The Sackler name has already been removed, or is committed to be removed, by numerous major museums. The National Gallery in London has removed the Sackler name from its walls, and the Tate announced in February that it would remove references to Sackler philanthropy from its two London museums. The Serpentine Gallery and the British Museum had previously done the same. The Louvre in Paris has removed the Sackler name from a major wing. The Metropolitan Museum of Art in New York has removed the Sackler name from the gallery housing the Temple of Dendur and six other exhibition spaces. In May 2022 the Guggenheim Museum erased the family name from an educational center. Some of these actions have been publicly announced, while others have been more quietly implemented or explained in other ways (such as expiration of a term-limited agreement).
The Victoria and Albert Museum remains one of the last holdouts, with its entrance named the Sackler Courtyard. It is unclear whether that will change. The Smithsonian claims it does not have the legal right to change the name of the Arthur M. Sackler Gallery because the naming agreement was in perpetuity.
Activism by artists, among other factors, has increasingly led museums to rethink their policies on accepting donations. To protect themselves from Sackler-like situations in the future, some museums are adding “morals clauses” to donation documents. These clauses are commonly found in entertainment and sports contracts and are generally enforced by courts. According to Terri Lynn Helge, a law professor at Texas A&M University School of Law, morals clauses “… allow an institution to protect themselves in the event of a donor falling from grace.”

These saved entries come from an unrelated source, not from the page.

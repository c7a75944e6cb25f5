use std::collections::BTreeMap;
use std::ops::{Deref, DerefMut};

use reqwest::Client;
use tracing::{debug, info};

use crate::auth::{JwtGenerator, TokenGenerator};
use crate::components::{Component, ComponentKind, Components, Credentials, SharedCredentials};
use crate::error::{Result, ZoomError};
use crate::models::{ApiVersion, ClientConfig, DataType, Timeout};

/// Client for the Zoom API
pub struct ZoomClient {
    version: ApiVersion,
    base_uri: String,
    data_type: DataType,
    timeout: Option<Timeout>,
    credentials: SharedCredentials,
    token_generator: Box<dyn TokenGenerator>,
    components: Components,
}

/// Collects construction options for a [`ZoomClient`]
///
/// Option values that fail conversion are held until [`build`](Self::build),
/// which reports the version error first and the timeout error second.
pub struct ZoomClientBuilder {
    api_key: String,
    api_secret: String,
    version: Result<ApiVersion>,
    base_uri: Option<String>,
    timeout: Result<Option<Timeout>>,
    data_type: DataType,
    token_generator: Box<dyn TokenGenerator>,
}

impl ZoomClientBuilder {
    fn new(api_key: String, api_secret: String) -> Self {
        Self {
            api_key,
            api_secret,
            version: Ok(ApiVersion::default()),
            base_uri: None,
            timeout: Ok(None),
            data_type: DataType::default(),
            token_generator: Box::new(JwtGenerator),
        }
    }

    /// API version; accepts an [`ApiVersion`], an integer or a string such as `"v1"`
    pub fn version<V>(mut self, version: V) -> Self
    where
        V: TryInto<ApiVersion>,
        V::Error: Into<ZoomError>,
    {
        self.version = version.try_into().map_err(Into::into);
        self
    }

    /// Base URI used verbatim by every component, whatever the version
    pub fn base_uri(mut self, base_uri: impl Into<String>) -> Self {
        self.base_uri = Some(base_uri.into());
        self
    }

    /// Request timeout in whole seconds
    pub fn timeout<T>(mut self, timeout: T) -> Self
    where
        T: TryInto<Timeout>,
        T::Error: Into<ZoomError>,
    {
        self.timeout = timeout.try_into().map(Some).map_err(Into::into);
        self
    }

    pub fn data_type(mut self, data_type: DataType) -> Self {
        self.data_type = data_type;
        self
    }

    pub fn token_generator(mut self, generator: impl TokenGenerator + 'static) -> Self {
        self.token_generator = Box::new(generator);
        self
    }

    pub fn build(self) -> Result<ZoomClient> {
        let version = self.version?;
        let timeout = self.timeout?;

        let base_uri = self
            .base_uri
            .unwrap_or_else(|| version.base_uri().to_string());

        let token = self
            .token_generator
            .generate(&self.api_key, &self.api_secret)?;

        let credentials = SharedCredentials::new(Credentials {
            api_key: self.api_key,
            api_secret: self.api_secret,
            token,
        });

        let mut http = Client::builder();
        if let Some(timeout) = timeout {
            http = http.timeout(timeout.as_duration());
        }
        let http = http.build()?;

        let components = ComponentKind::ALL
            .into_iter()
            .map(|kind| {
                let component = Component::new(
                    kind,
                    http.clone(),
                    base_uri.clone(),
                    version,
                    self.data_type,
                    timeout,
                    credentials.clone(),
                );
                (kind, component)
            })
            .collect::<BTreeMap<_, _>>();

        info!(
            "Zoom client configured for API v{} at {} with {} components",
            version,
            base_uri,
            components.len()
        );

        Ok(ZoomClient {
            version,
            base_uri,
            data_type: self.data_type,
            timeout,
            credentials,
            token_generator: self.token_generator,
            components: Components::from_map(components),
        })
    }
}

impl ZoomClient {
    /// Create a client with the default options: API v2, JSON, no timeout
    pub fn new(api_key: impl Into<String>, api_secret: impl Into<String>) -> Result<Self> {
        Self::builder(api_key, api_secret).build()
    }

    pub fn builder(api_key: impl Into<String>, api_secret: impl Into<String>) -> ZoomClientBuilder {
        ZoomClientBuilder::new(api_key.into(), api_secret.into())
    }

    /// Snapshot of the current configuration, including the current token
    pub fn config(&self) -> ClientConfig {
        let credentials = self.credentials.read();
        ClientConfig {
            api_key: credentials.api_key.clone(),
            api_secret: credentials.api_secret.clone(),
            data_type: self.data_type,
            token: credentials.token.clone(),
            version: self.version,
            base_uri: self.base_uri.clone(),
        }
    }

    pub fn components(&self) -> &Components {
        &self.components
    }

    pub fn component(&self, kind: ComponentKind) -> &Component {
        &self.components[kind]
    }

    pub fn version(&self) -> ApiVersion {
        self.version
    }

    pub fn base_uri(&self) -> &str {
        &self.base_uri
    }

    /// Timeout in seconds, if one was configured
    pub fn timeout(&self) -> Option<u64> {
        self.timeout.map(Timeout::as_secs)
    }

    pub fn api_key(&self) -> String {
        self.credentials.read().api_key.clone()
    }

    /// Replace the API key.
    ///
    /// The token is not regenerated until [`refresh_token`](Self::refresh_token).
    pub fn set_api_key(&mut self, api_key: impl Into<String>) {
        self.credentials.write().api_key = api_key.into();
    }

    pub fn api_secret(&self) -> String {
        self.credentials.read().api_secret.clone()
    }

    /// Replace the API secret.
    ///
    /// The token is not regenerated until [`refresh_token`](Self::refresh_token).
    pub fn set_api_secret(&mut self, api_secret: impl Into<String>) {
        self.credentials.write().api_secret = api_secret.into();
    }

    /// Generate a new token from the current key and secret
    pub fn refresh_token(&mut self) -> Result<()> {
        let (api_key, api_secret) = {
            let credentials = self.credentials.read();
            (credentials.api_key.clone(), credentials.api_secret.clone())
        };

        let token = self.token_generator.generate(&api_key, &api_secret)?;
        self.credentials.write().token = token;

        info!("Refreshed Zoom API token");
        Ok(())
    }

    /// Borrow the client for a scope; dropping the guard releases nothing
    pub fn scope(&mut self) -> ClientScope<'_> {
        debug!("Entering Zoom client scope");
        ClientScope { client: self }
    }

    pub fn contacts(&self) -> &Component {
        self.component(ComponentKind::Contacts)
    }

    pub fn group(&self) -> &Component {
        self.component(ComponentKind::Group)
    }

    pub fn live_stream(&self) -> &Component {
        self.component(ComponentKind::LiveStream)
    }

    pub fn meeting(&self) -> &Component {
        self.component(ComponentKind::Meeting)
    }

    pub fn metric(&self) -> &Component {
        self.component(ComponentKind::Metric)
    }

    pub fn past_meeting(&self) -> &Component {
        self.component(ComponentKind::PastMeeting)
    }

    pub fn phone(&self) -> &Component {
        self.component(ComponentKind::Phone)
    }

    pub fn recording(&self) -> &Component {
        self.component(ComponentKind::Recording)
    }

    pub fn report(&self) -> &Component {
        self.component(ComponentKind::Report)
    }

    pub fn room(&self) -> &Component {
        self.component(ComponentKind::Room)
    }

    pub fn user(&self) -> &Component {
        self.component(ComponentKind::User)
    }

    pub fn webinar(&self) -> &Component {
        self.component(ComponentKind::Webinar)
    }
}

impl std::fmt::Debug for ZoomClient {
    fn fmt(&self, f: &mut std::fmt::Formatter<'_>) -> std::fmt::Result {
        f.debug_struct("ZoomClient")
            .field("version", &self.version)
            .field("base_uri", &self.base_uri)
            .field("data_type", &self.data_type)
            .field("timeout", &self.timeout)
            .field("components", &self.components.len())
            .finish_non_exhaustive()
    }
}

/// Scoped borrow of a [`ZoomClient`], see [`ZoomClient::scope`]
pub struct ClientScope<'a> {
    client: &'a mut ZoomClient,
}

impl Deref for ClientScope<'_> {
    type Target = ZoomClient;

    fn deref(&self) -> &ZoomClient {
        self.client
    }
}

impl DerefMut for ClientScope<'_> {
    fn deref_mut(&mut self) -> &mut ZoomClient {
        self.client
    }
}

impl Drop for ClientScope<'_> {
    fn drop(&mut self) {
        debug!("Leaving Zoom client scope");
    }
}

But, according to Helge, they are not easy to draft because it is difficult to balance the needs of donor and institution and tricky to anticipate what should constitute a trigger event for disassociation. A premature rush to judgment, as well as a delay in termination, can be disastrous. Some very large donors have the leverage to reject morals clauses altogether (for example, Jeff Bezos’s 50-year naming rights deal with the Smithsonian does not include one). Morals clauses fall into the larger category of termination rights in philanthropic agreements, and there are practical reasons, unrelated to morals, that museums may not want to enter into “forever” contracts. For example, they can discourage other donations and eliminate competition for naming rights.
The Sackler family has not been the only target of artist activism, nor has denaming been the sole issue. In 2019 Warren B. Kanders, the vice-chairman of the board of the Whitney and a major donor to the museum, resigned his position after months of protests by artists over Kanders’s ownership of the Safariland Group, a manufacturer of tear gas, used at the U.S.-Mexico border. In June 2021 Leon Black resigned as chairman of the Museum of Modern Art in New York because of revelations about his association with convicted sex offender Jeffrey Epstein. Increasingly, artists are demanding a seat at the table where decisions are made as to leadership and patronage of the cultural institutions that display their works. We will continue to follow these and related developments in this rapidly evolving area.